I’ve continued my listening to The Last Kingdom series by Bernard Cornwell with Warriors of the Storm. This 9th entrant in The Last Kingdom series really brought all of the elements I enjoy about this story together.
In this story, Uhtred has entered his second “prime” as a lord serving Aethelflaed, the Lady of Mercia.
Uhtred has reestablished his relationships with his children and the young Aethelstan, and he builds on these relationships in Warriors of the Storm in meaningful ways, demonstrating that he is no longer the absent father as when his children were younger. He is a father and a leader of young people, who finds young boy servants he knows can learn from him and join the ranks of his warriors as they become men.

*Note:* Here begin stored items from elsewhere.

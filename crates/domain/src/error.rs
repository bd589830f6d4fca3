//! Unified error type for the domain layer.

use thiserror::Error;

/// Unified error type for domain operations
#[derive(Debug, Error, Clone, PartialEq, Eq)]
pub enum DomainError {
    /// Validation failed (e.g., a configuration value outside its range)
    #[error("Validation failed: {0}")]
    Validation(String),

    /// Parse error (for value objects)
    #[error("Parse error: {0}")]
    Parse(String),
}

impl DomainError {
    /// Creates a validation error for values that violate an invariant.
    pub fn validation(msg: impl Into<String>) -> Self {
        Self::Validation(msg.into())
    }

    /// Creates a parse error for string-to-type conversion failures.
    pub fn parse(msg: impl Into<String>) -> Self {
        Self::Parse(msg.into())
    }
}

#[cfg(test)]
mod tests {
    use super::*;

    #[test]
    fn test_validation_error() {
        let err = DomainError::validation("capacity cannot be zero");
        assert!(matches!(err, DomainError::Validation(_)));
        assert_eq!(err.to_string(), "Validation failed: capacity cannot be zero");
    }

    #[test]
    fn test_parse_error() {
        let err = DomainError::parse("unknown capability: fly");
        assert_eq!(err.to_string(), "Parse error: unknown capability: fly");
    }
}
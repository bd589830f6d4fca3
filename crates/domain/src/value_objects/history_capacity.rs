//! Maximum retained positions per actor
//!
//! A newtype representing how many prior positions a location history
//! keeps before evicting the oldest entry.

use serde::{Deserialize, Serialize};
use std::fmt;

/// Location history capacity (validated newtype)
///
/// A cap keeps a long-lived actor from growing memory without limit.
/// Pushing past the cap evicts the oldest entry first.
///
/// # Validation Rules
///
/// - Value must be >= 1 (a zero-capacity history could never serve a return)
/// - Value must be <= 1024
///
/// # Examples
///
/// ```
/// use waystone_domain::value_objects::HistoryCapacity;
///
/// let cap = HistoryCapacity::new(3).unwrap();
/// assert_eq!(cap.value(), 3);
///
/// assert!(HistoryCapacity::new(0).is_err());
/// assert!(HistoryCapacity::new(2048).is_err());
/// ```
#[derive(Debug, Clone, Copy, PartialEq, Eq, Hash, Serialize, Deserialize)]
#[serde(try_from = "usize", into = "usize")]
pub struct HistoryCapacity(usize);

impl HistoryCapacity {
    /// Minimum valid value: 1 position
    pub const MIN: usize = 1;

    /// Maximum valid value: 1024 positions
    pub const MAX: usize = 1024;

    /// Default value: 10 positions
    pub const DEFAULT: usize = 10;

    /// Create a new `HistoryCapacity` value.
    ///
    /// # Errors
    ///
    /// Returns `DomainError` if the value is outside `1..=1024`.
    pub fn new(positions: usize) -> Result<Self, crate::DomainError> {
        if positions < Self::MIN {
            return Err(crate::DomainError::validation(format!(
                "History capacity must be >= {} position, got {}",
                Self::MIN,
                positions
            )));
        }

        if positions > Self::MAX {
            return Err(crate::DomainError::validation(format!(
                "History capacity must be <= {} positions, got {}",
                Self::MAX,
                positions
            )));
        }

        Ok(Self(positions))
    }

    /// Create a new `HistoryCapacity`, clamping to the valid range.
    pub fn clamped(positions: usize) -> Self {
        Self(positions.clamp(Self::MIN, Self::MAX))
    }

    /// Returns the underlying `usize` value.
    #[inline]
    pub const fn value(self) -> usize {
        self.0
    }
}

impl Default for HistoryCapacity {
    fn default() -> Self {
        Self(Self::DEFAULT)
    }
}

impl fmt::Display for HistoryCapacity {
    fn fmt(&self, f: &mut fmt::Formatter<'_>) -> fmt::Result {
        write!(f, "{} positions", self.0)
    }
}

impl From<HistoryCapacity> for usize {
    fn from(capacity: HistoryCapacity) -> Self {
        capacity.0
    }
}

impl TryFrom<usize> for HistoryCapacity {
    type Error = crate::DomainError;

    fn try_from(positions: usize) -> Result<Self, Self::Error> {
        Self::new(positions)
    }
}

#[cfg(test)]
mod tests {
    use super::*;

    #[test]
    fn new_creates_valid_values() {
        let cap = HistoryCapacity::new(10).unwrap();
        assert_eq!(cap.value(), 10);
    }

    #[test]
    fn new_rejects_zero() {
        assert!(HistoryCapacity::new(0).is_err());
    }

    #[test]
    fn new_rejects_too_large() {
        assert!(HistoryCapacity::new(1025).is_err());
    }

    #[test]
    fn clamped_brings_values_into_range() {
        assert_eq!(HistoryCapacity::clamped(0).value(), 1);
        assert_eq!(HistoryCapacity::clamped(5000).value(), 1024);
        assert_eq!(HistoryCapacity::clamped(16).value(), 16);
    }

    #[test]
    fn default_is_10_positions() {
        assert_eq!(HistoryCapacity::default().value(), 10);
    }

    #[test]
    fn serde_rejects_invalid_values() {
        let result: Result<HistoryCapacity, _> = serde_json::from_str("0");
        assert!(result.is_err());

        let cap: HistoryCapacity = serde_json::from_str("25").expect("valid capacity");
        assert_eq!(cap.value(), 25);
    }
}
//! Port traits for infrastructure boundaries.
//!
//! These are the ONLY abstractions in the engine. Everything else is
//! concrete types. Ports exist for:
//! - The host's relocation primitive (could be any world-movement backend)
//! - Permission lookup (never mutated by the core)
//! - Clock (for testing)

mod external;
mod testing;

// =============================================================================
// External Service Ports
// =============================================================================
pub use external::{PermissionPort, RelocationPort};

#[cfg(test)]
pub use external::{MockPermissionPort, MockRelocationPort};

// =============================================================================
// Testing Ports
// =============================================================================
pub use testing::ClockPort;

#[cfg(test)]
pub use testing::MockClockPort;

Uhtred’s own ambitions have also been reseeded after seeming lost for a time. Through the middle few books of this series, Uhtred appears mostly aimless. He always pines to retake his ancestral home at Bebbanburg, but he has very little idea of how to accomplish that, so he is buffeted from conflict to conflict against a constant tide of new enemies. Warriors of the Storm feels like the first time in several books that Uhtred shows real ambition, where he takes proactive steps to make his claim to Bebbanburg.
This ambition gets Uhtred into some trouble with an army of Norsemen, hearkening back to his younger brasher days. But as a veteran warlord, and with some good allies, he makes his stand.
This story called back a lot of themes from previous stories, helping it feel quite familiar: a Northern threat; a mysterious sorceress; a hair-brained quest; and a last-ditch battle. It was a great story overall that reminded me of why I love this series.
The narration is serviceable, but the tone of this narrator feels underwhelming to me. I suppose nothing compares to the bellowing and growling of Jonathan Keeble, who narrated the first few stories of this series.